Following the recent development of a 3D Ensemble-Variational (3D-EnVar) data assimilation algorithm for the convective scale AROME-France NWP system, this study examined different approaches to improve the ensemble-derived background-error covariances in this new data assimilation scheme without modifying the ensemble of background generation strategy. Two variants of scale-dependent localization method that consist to apply appropriate (i.e. different) amount of localization to different ranges of background-error covariance spatial scales while simultaneously assimilating all of the available observations were examined and compared. Increasing the effective ensemble size in the representation of the background-error covariance from time-lagged members was also considered both on its own and with scale-dependent localization.

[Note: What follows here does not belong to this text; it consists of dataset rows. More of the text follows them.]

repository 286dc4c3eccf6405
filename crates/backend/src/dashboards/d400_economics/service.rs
use anyhow::Result;
use chrono::{NaiveDate, Utc};
use contracts::dashboards::d400_economics::{EconomicsResponse, EconomicsRow, PestTypeRow};
use contracts::domain::a005_service_case::aggregate::{CaseStatus, ServiceCase};
use contracts::shared::period::PeriodRangeRequest;
use std::collections::HashMap;

use crate::domain::{a004_technician, a005_service_case};
use crate::shared::aggregation::{percent, round2, Accumulate, MetricStats, PeriodBuckets};
use crate::shared::error::DomainError;

/// Выполненный выезд со ставкой комиссии его техника
type RatedCase<'a> = (&'a ServiceCase, f64);

impl<'a> Accumulate<RatedCase<'a>> for EconomicsRow {
    fn accumulate(&mut self, item: &RatedCase<'a>) {
        let (case, rate) = item;
        self.revenue += case.revenue();
        self.material_cost += case.material_cost;
        self.commissions += case.commission(*rate);
        self.case_count += 1;
    }
}

fn finish(mut row: EconomicsRow) -> EconomicsRow {
    row.margin = round2(row.revenue - row.material_cost - row.commissions);
    row.avg_case_value = if row.case_count > 0 {
        round2(row.revenue / row.case_count as f64)
    } else {
        0.0
    };
    row.revenue = round2(row.revenue);
    row.material_cost = round2(row.material_cost);
    row.commissions = round2(row.commissions);
    row
}

/// Дашборд экономики за период (по умолчанию последние 12 месяцев)
pub async fn get_economics(request: PeriodRangeRequest) -> Result<EconomicsResponse> {
    let (from, to) = request.resolve(Utc::now().date_naive())
        .map_err(DomainError::validation)?;
    let cases = a005_service_case::repository::list_in_range(from, to).await?;
    let rates: HashMap<String, f64> = a004_technician::service::map_by_id()
        .await?
        .into_iter()
        .map(|(id, t)| (id, t.commission_rate))
        .collect();
    Ok(build_economics(from, to, &cases, &rates))
}

pub fn build_economics(
    from: NaiveDate,
    to: NaiveDate,
    cases: &[ServiceCase],
    rates: &HashMap<String, f64>,
) -> EconomicsResponse {
    let completed: Vec<RatedCase> = cases
        .iter()
        .filter(|c| c.status == CaseStatus::Completed)
        .map(|c| (c, rates.get(&c.technician_ref).copied().unwrap_or(0.0)))
        .collect();

    let rows: Vec<EconomicsRow> = PeriodBuckets::<EconomicsRow>::new(from, to)
        .fold(&completed, |(c, _)| Some(c.case_date))
        .into_rows()
        .into_iter()
        .map(|(period, row)| finish(EconomicsRow { period, ..row }))
        .collect();

    let mut totals = EconomicsRow {
        period: "total".to_string(),
        ..Default::default()
    };
    for item in &completed {
        if item.0.case_date >= from && item.0.case_date <= to {
            totals.accumulate(item);
        }
    }
    let totals = finish(totals);

    EconomicsResponse {
        date_from: from.format("%Y-%m-%d").to_string(),
        date_to: to.format("%Y-%m-%d").to_string(),
        rows,
        by_pest_type: by_pest_type(&completed, totals.revenue),
        totals,
    }
}

fn by_pest_type(completed: &[RatedCase], total_revenue: f64) -> Vec<PestTypeRow> {
    let mut groups: HashMap<&str, MetricStats> = HashMap::new();
    for (case, _) in completed {
        groups
            .entry(case.pest_type.as_str())
            .or_default()
            .push(case.revenue());
    }
    let mut rows: Vec<PestTypeRow> = groups
        .into_iter()
        .map(|(pest_type, stats)| PestTypeRow {
            pest_type: pest_type.to_string(),
            case_count: stats.count,
            revenue: round2(stats.sum),
            share_percent: round2(percent(stats.sum, total_revenue)),
        })
        .collect();
    rows.sort_by(|a, b| {
        b.revenue
            .partial_cmp(&a.revenue)
            .unwrap_or(std::cmp::Ordering::Equal)
            .then_with(|| a.pest_type.cmp(&b.pest_type))
    });
    rows
}

#[cfg(test)]
mod tests {
    use super::*;
    use contracts::domain::a005_service_case::aggregate::{InvoiceStatus, ServiceCaseDto};

    fn d(y: i32, m: u32, day: u32) -> NaiveDate {
        NaiveDate::from_ymd_opt(y, m, day).unwrap()
    }

    fn case(date: NaiveDate, tech: &str, pest: &str, status: CaseStatus, price: f64) -> ServiceCase {
        ServiceCase::new_for_insert(
            &ServiceCaseDto {
                id: None,
                code: None,
                description: "Обработка".into(),
                comment: None,
                case_date: date,
                technician_ref: tech.into(),
                customer_ref: "c-1".into(),
                contract_ref: None,
                pest_type: pest.into(),
                status,
                price,
                material_cost: 100.0,
                invoice_status: InvoiceStatus::Unbilled,
            },
            "SC".into(),
        )
    }

    #[test]
    fn test_monthly_economics() {
        let cases = vec![
            case(d(2025, 1, 10), "t1", "Грызуны", CaseStatus::Completed, 1000.0),
            case(d(2025, 1, 20), "t2", "Тараканы", CaseStatus::Completed, 3000.0),
            case(d(2025, 1, 25), "t1", "Грызуны", CaseStatus::Scheduled, 9000.0),
            case(d(2025, 3, 5), "t1", "Грызуны", CaseStatus::Completed, 2000.0),
        ];
        let rates = HashMap::from([("t1".to_string(), 0.1), ("t2".to_string(), 0.2)]);
        let resp = build_economics(d(2025, 1, 1), d(2025, 3, 31), &cases, &rates);

        assert_eq!(resp.rows.len(), 3);
        let jan = &resp.rows[0];
        assert_eq!(jan.period, "2025-01");
        assert_eq!(jan.revenue, 4000.0);
        assert_eq!(jan.material_cost, 200.0);
        assert_eq!(jan.commissions, 700.0);
        assert_eq!(jan.margin, 3100.0);
        assert_eq!(jan.case_count, 2);
        assert_eq!(jan.avg_case_value, 2000.0);

        let feb = &resp.rows[1];
        assert_eq!((feb.case_count, feb.revenue, feb.avg_case_value), (0, 0.0, 0.0));

        assert_eq!(resp.totals.period, "total");
        assert_eq!(resp.totals.revenue, 6000.0);
        assert_eq!(resp.totals.case_count, 3);
    }

    #[test]
    fn test_pest_type_breakdown_sorted_by_revenue() {
        let cases = vec![
            case(d(2025, 1, 10), "t1", "Грызуны", CaseStatus::Completed, 1000.0),
            case(d(2025, 1, 11), "t1", "Тараканы", CaseStatus::Completed, 3000.0),
        ];
        let resp = build_economics(d(2025, 1, 1), d(2025, 1, 31), &cases, &HashMap::new());
        assert_eq!(resp.by_pest_type[0].pest_type, "Тараканы");
        assert_eq!(resp.by_pest_type[0].share_percent, 75.0);
        assert_eq!(resp.by_pest_type[1].share_percent, 25.0);
        // Без ставки комиссия нулевая
        assert_eq!(resp.totals.commissions, 0.0);
    }
}
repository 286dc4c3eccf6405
pub mod aggregate;
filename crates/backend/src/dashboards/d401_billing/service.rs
use anyhow::Result;
use chrono::{NaiveDate, Utc};
use contracts::dashboards::d401_billing::{BillingResponse, BillingRow};
use contracts::domain::a005_service_case::aggregate::{CaseStatus, InvoiceStatus, ServiceCase};
use contracts::shared::period::PeriodRangeRequest;

use crate::domain::a005_service_case;
use crate::shared::aggregation::{percent, round2, Accumulate, PeriodBuckets};
use crate::shared::format::format_amount;
use crate::shared::error::DomainError;

impl Accumulate<ServiceCase> for BillingRow {
    fn accumulate(&mut self, case: &ServiceCase) {
        if case.status != CaseStatus::Completed {
            return;
        }
        let amount = case.price;
        match case.invoice_status {
            InvoiceStatus::Unbilled => self.unbilled += amount,
            InvoiceStatus::Invoiced => {
                self.invoiced += amount;
                self.outstanding += amount;
                self.invoice_count += 1;
            }
            InvoiceStatus::Overdue => {
                self.invoiced += amount;
                self.outstanding += amount;
                self.overdue += amount;
                self.invoice_count += 1;
                self.overdue_count += 1;
            }
            InvoiceStatus::Paid => {
                self.invoiced += amount;
                self.paid += amount;
                self.invoice_count += 1;
            }
        }
    }
}

fn rounded(row: BillingRow) -> BillingRow {
    BillingRow {
        invoiced: round2(row.invoiced),
        paid: round2(row.paid),
        outstanding: round2(row.outstanding),
        overdue: round2(row.overdue),
        unbilled: round2(row.unbilled),
        ..row
    }
}

pub async fn get_billing(request: PeriodRangeRequest) -> Result<BillingResponse> {
    let (from, to) = request.resolve(Utc::now().date_naive())
        .map_err(DomainError::validation)?;
    let cases = a005_service_case::repository::list_in_range(from, to).await?;
    Ok(build_billing(from, to, &cases))
}

pub fn build_billing(from: NaiveDate, to: NaiveDate, cases: &[ServiceCase]) -> BillingResponse {
    let rows: Vec<BillingRow> = PeriodBuckets::<BillingRow>::new(from, to)
        .fold(cases, |c| Some(c.case_date))
        .into_rows()
        .into_iter()
        .map(|(period, row)| rounded(BillingRow { period, ..row }))
        .collect();

    let mut totals = BillingRow {
        period: "total".to_string(),
        ..Default::default()
    };
    for case in cases.iter().filter(|c| c.case_date >= from && c.case_date <= to) {
        totals.accumulate(case);
    }
    let totals = rounded(totals);

    BillingResponse {
        date_from: from.format("%Y-%m-%d").to_string(),
        date_to: to.format("%Y-%m-%d").to_string(),
        collection_rate: round2(percent(totals.paid, totals.invoiced)),
        rows,
        totals,
    }
}

/// Выгрузка дашборда в CSV (строки по месяцам и итог)
pub fn to_csv(response: &BillingResponse) -> Result<Vec<u8>> {
    let mut writer = csv::Writer::from_writer(Vec::new());
    writer.write_record([
        "period",
        "invoiced",
        "paid",
        "outstanding",
        "overdue",
        "unbilled",
        "invoice_count",
        "overdue_count",
    ])?;
    for row in response.rows.iter().chain(std::iter::once(&response.totals)) {
        writer.write_record([
            row.period.clone(),
            format_amount(row.invoiced),
            format_amount(row.paid),
            format_amount(row.outstanding),
            format_amount(row.overdue),
            format_amount(row.unbilled),
            row.invoice_count.to_string(),
            row.overdue_count.to_string(),
        ])?;
    }
    writer
        .into_inner()
        .map_err(|e| anyhow::anyhow!("CSV flush failed: {}", e))
}

#[cfg(test)]
mod tests {
    use super::*;
    use contracts::domain::a005_service_case::aggregate::ServiceCaseDto;

    fn d(y: i32, m: u32, day: u32) -> NaiveDate {
        NaiveDate::from_ymd_opt(y, m, day).unwrap()
    }

    fn case(date: NaiveDate, status: CaseStatus, invoice: InvoiceStatus, price: f64) -> ServiceCase {
        ServiceCase::new_for_insert(
            &ServiceCaseDto {
                id: None,
                code: None,
                description: "Выезд".into(),
                comment: None,
                case_date: date,
                technician_ref: "t1".into(),
                customer_ref: "c1".into(),
                contract_ref: None,
                pest_type: "Муравьи".into(),
                status,
                price,
                material_cost: 0.0,
                invoice_status: invoice,
            },
            "SC".into(),
        )
    }

    fn sample() -> Vec<ServiceCase> {
        vec![
            case(d(2025, 4, 1), CaseStatus::Completed, InvoiceStatus::Paid, 1000.0),
            case(d(2025, 4, 2), CaseStatus::Completed, InvoiceStatus::Invoiced, 500.0),
            case(d(2025, 4, 3), CaseStatus::Completed, InvoiceStatus::Overdue, 250.0),
            case(d(2025, 5, 3), CaseStatus::Completed, InvoiceStatus::Unbilled, 700.0),
            case(d(2025, 5, 4), CaseStatus::Scheduled, InvoiceStatus::Unbilled, 9999.0),
        ]
    }

    #[test]
    fn test_billing_buckets() {
        let resp = build_billing(d(2025, 4, 1), d(2025, 5, 31), &sample());
        let apr = &resp.rows[0];
        assert_eq!(apr.period, "2025-04");
        assert_eq!(apr.invoiced, 1750.0);
        assert_eq!(apr.paid, 1000.0);
        assert_eq!(apr.outstanding, 750.0);
        assert_eq!(apr.overdue, 250.0);
        assert_eq!((apr.invoice_count, apr.overdue_count), (3, 1));

        let may = &resp.rows[1];
        assert_eq!(may.unbilled, 700.0);
        assert_eq!(may.invoiced, 0.0);

        assert_eq!(resp.totals.invoiced, 1750.0);
        assert_eq!(resp.collection_rate, round2(1000.0 / 1750.0 * 100.0));
    }

    #[test]
    fn test_collection_rate_without_invoices() {
        let resp = build_billing(d(2025, 1, 1), d(2025, 1, 31), &[]);
        assert_eq!(resp.rows.len(), 1);
        assert_eq!(resp.collection_rate, 0.0);
    }

    #[test]
    fn test_csv_export() {
        let resp = build_billing(d(2025, 4, 1), d(2025, 5, 31), &sample());
        let text = String::from_utf8(to_csv(&resp).unwrap()).unwrap();
        let lines: Vec<&str> = text.lines().collect();
        assert_eq!(lines.len(), 4);
        assert!(lines[0].starts_with("period,invoiced,paid"));
        assert_eq!(lines[1], "2025-04,1750.00,1000.00,750.00,250.00,0.00,3,1");
        assert!(lines[3].starts_with("total,"));
    }
}
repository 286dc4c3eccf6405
pub mod logger;
pub mod period;
use serde::Deserialize;
use std::path::{Path, PathBuf};

#[derive(Debug, Deserialize, Clone)]
pub struct Config {
    pub database: DatabaseConfig,
    #[serde(default)]
    pub server: ServerConfig,
    #[serde(default)]
    pub storage: StorageConfig,
    #[serde(default)]
    pub esign: ESignConfig,
}

#[derive(Debug, Deserialize, Clone)]
pub struct DatabaseConfig {
    pub path: String,
}

#[derive(Debug, Deserialize, Clone)]
pub struct ServerConfig {
    #[serde(default = "default_host")]
    pub host: String,
    #[serde(default = "default_port")]
    pub port: u16,
    /// Каталог со сборкой frontend (отдаётся как статика)
    #[serde(default)]
    pub static_dir: Option<String>,
}

impl Default for ServerConfig {
    fn default() -> Self {
        Self {
            host: default_host(),
            port: default_port(),
            static_dir: None,
        }
    }
}

fn default_host() -> String {
    "0.0.0.0".to_string()
}

fn default_port() -> u16 {
    3000
}

/// Локальное хранилище зеркалированных файлов договоров
#[derive(Debug, Deserialize, Clone)]
pub struct StorageConfig {
    #[serde(default = "default_files_dir")]
    pub files_dir: String,
}

impl Default for StorageConfig {
    fn default() -> Self {
        Self {
            files_dir: default_files_dir(),
        }
    }
}

fn default_files_dir() -> String {
    "target/files".to_string()
}

/// Сервис электронной подписи (источник файлов договоров)
#[derive(Debug, Deserialize, Clone, Default)]
pub struct ESignConfig {
    pub base_url: Option<String>,
    pub api_key: Option<String>,
}

/// Default configuration embedded in the binary
const DEFAULT_CONFIG: &str = r#"
[database]
path = "target/db/app.db"

[server]
host = "0.0.0.0"
port = 3000

[storage]
files_dir = "target/files"
"#;

/// Load configuration from config.toml file
///
/// Search order:
/// 1. Next to the executable (for production)
/// 2. Falls back to embedded default config
pub fn load_config() -> anyhow::Result<Config> {
    if let Ok(exe_path) = std::env::current_exe() {
        if let Some(exe_dir) = exe_path.parent() {
            let config_path = exe_dir.join("config.toml");

            if config_path.exists() {
                tracing::info!("Loading config from: {}", config_path.display());
                let contents = std::fs::read_to_string(&config_path)?;
                return parse_config(&contents);
            } else {
                tracing::warn!("config.toml not found at: {}", config_path.display());
            }
        }
    }

    tracing::info!("Using default embedded configuration");
    parse_config(DEFAULT_CONFIG)
}

pub fn parse_config(contents: &str) -> anyhow::Result<Config> {
    let config: Config = toml::from_str(contents)?;
    Ok(config)
}

/// Resolves relative paths relative to the executable directory
pub fn resolve_path(path_str: &str) -> PathBuf {
    let path = Path::new(path_str);

    if path.is_absolute() {
        return path.to_path_buf();
    }

    if let Ok(exe_path) = std::env::current_exe() {
        if let Some(exe_dir) = exe_path.parent() {
            return exe_dir.join(path);
        }
    }

    PathBuf::from(path_str)
}

/// Get the database file path from configuration
pub fn get_database_path(config: &Config) -> PathBuf {
    resolve_path(&config.database.path)
}

/// Get the directory for mirrored contract files
pub fn get_files_dir(config: &Config) -> PathBuf {
    resolve_path(&config.storage.files_dir)
}

#[cfg(test)]
mod tests {
    use super::*;

    #[test]
    fn test_default_config_loads() {
        let config = parse_config(DEFAULT_CONFIG).unwrap();
        assert_eq!(config.database.path, "target/db/app.db");
        assert_eq!(config.server.port, 3000);
        assert_eq!(config.storage.files_dir, "target/files");
        assert!(config.esign.base_url.is_none());
    }

    #[test]
    fn test_minimal_config_gets_defaults() {
        let config = parse_config("[database]\npath = \"/var/lib/pestdesk/app.db\"\n").unwrap();
        assert_eq!(config.server.host, "0.0.0.0");
        assert_eq!(
            get_database_path(&config),
            PathBuf::from("/var/lib/pestdesk/app.db")
        );
    }

    #[test]
    fn test_esign_section() {
        let config = parse_config(
            "[database]\npath = \"a.db\"\n[esign]\nbase_url = \"https://sign.example.com/api\"\napi_key = \"k\"\n",
        )
        .unwrap();
        assert_eq!(config.esign.base_url.as_deref(), Some("https://sign.example.com/api"));
        assert_eq!(config.esign.api_key.as_deref(), Some("k"));
    }
}
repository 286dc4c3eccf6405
use axum::{extract::Path, http::StatusCode, Json};
use contracts::domain::a003_customer::aggregate::{Customer, CustomerDto};
use serde_json::json;

use crate::domain::a003_customer;
use crate::shared::error::log_status;

/// GET /api/customer
pub async fn list_all() -> Result<Json<Vec<Customer>>, StatusCode> {
    a003_customer::service::list_all()
        .await
        .map(Json)
        .map_err(|e| log_status("Failed to list customers", e))
}

/// GET /api/customer/:id
pub async fn get_by_id(Path(id): Path<String>) -> Result<Json<Customer>, StatusCode> {
    let uuid = uuid::Uuid::parse_str(&id).map_err(|_| StatusCode::BAD_REQUEST)?;
    match a003_customer::service::get_by_id(uuid).await {
        Ok(Some(v)) => Ok(Json(v)),
        Ok(None) => Err(StatusCode::NOT_FOUND),
        Err(e) => Err(log_status("Failed to load customer", e)),
    }
}

/// POST /api/customer
pub async fn upsert(Json(dto): Json<CustomerDto>) -> Result<Json<serde_json::Value>, StatusCode> {
    let result = match dto.id.clone() {
        Some(id) => a003_customer::service::update(dto).await.map(|_| id),
        None => a003_customer::service::create(dto).await.map(|id| id.to_string()),
    };

    result
        .map(|id| Json(json!({ "id": id })))
        .map_err(|e| log_status("Failed to save customer", e))
}

/// DELETE /api/customer/:id
pub async fn delete(Path(id): Path<String>) -> Result<(), StatusCode> {
    let uuid = uuid::Uuid::parse_str(&id).map_err(|_| StatusCode::BAD_REQUEST)?;
    match a003_customer::service::delete(uuid).await {
        Ok(true) => Ok(()),
        Ok(false) => Err(StatusCode::NOT_FOUND),
        Err(e) => Err(log_status("Failed to delete customer", e)),
    }
}
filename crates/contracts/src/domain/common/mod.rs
//! Общие типы и трейты для всех агрегатов

pub mod aggregate_id;
pub mod aggregate_root;
pub mod base_aggregate;
pub mod entity_metadata;
pub mod origin;

pub use aggregate_id::AggregateId;
pub use aggregate_root::AggregateRoot;
pub use base_aggregate::BaseAggregate;
pub use entity_metadata::EntityMetadata;
pub use origin::Origin;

The results from data assimilation cycles over a one month period showed that the scale-dependent localization approach of Buehner (2012), that include spectral localization which assumes that the covariance between the scales are zero, performed better than the more recent formulation of Buehner and Shlyaeva (2015), that avoids the complete removal of the between-scale covariances imposed in the former formulation, when the background-error covariances are derived from the most recent 25-member ensemble forecasts. Increasing the effective ensemble size to 75 members with time-lagged forecasts outperformed scale-dependent localization on its own. The largest forecast improvements were obtained when combining the two approaches.